DIRECTIONS FOR THIS TASK:
Return the entries in their entirety, precisely as given.

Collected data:
use sea_orm::entity::prelude::*;

#[derive(Clone, Debug, PartialEq, Eq, DeriveEntityModel)]
#[sea_orm(table_name = "garage_profiles")]
pub struct Model {
    #[sea_orm(primary_key, auto_increment = false)]
    pub id: Uuid,
    #[sea_orm(unique)]
    pub user_id: Uuid,
    pub business_name: String,
    pub contact_email: String,
    pub capacity: i32,
    pub created_at: chrono::DateTime<chrono::Utc>,
}

#[derive(Copy, Clone, Debug, EnumIter, DeriveRelation)]
pub enum Relation {}

impl ActiveModelBehavior for ActiveModel {}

ANSWER SECTION:
use sea_orm::entity::prelude::*;

#[derive(Clone, Debug, PartialEq, Eq, DeriveEntityModel)]
#[sea_orm(table_name = "garage_profiles")]
pub struct Model {
    #[sea_orm(primary_key, auto_increment = false)]
    pub id: Uuid,
    #[sea_orm(unique)]
    pub user_id: Uuid,
    pub business_name: String,
    pub contact_email: String,
    pub capacity: i32,
    pub created_at: chrono::DateTime<chrono::Utc>,
}

#[derive(Copy, Clone, Debug, EnumIter, DeriveRelation)]
pub enum Relation {}

impl ActiveModelBehavior for ActiveModel {}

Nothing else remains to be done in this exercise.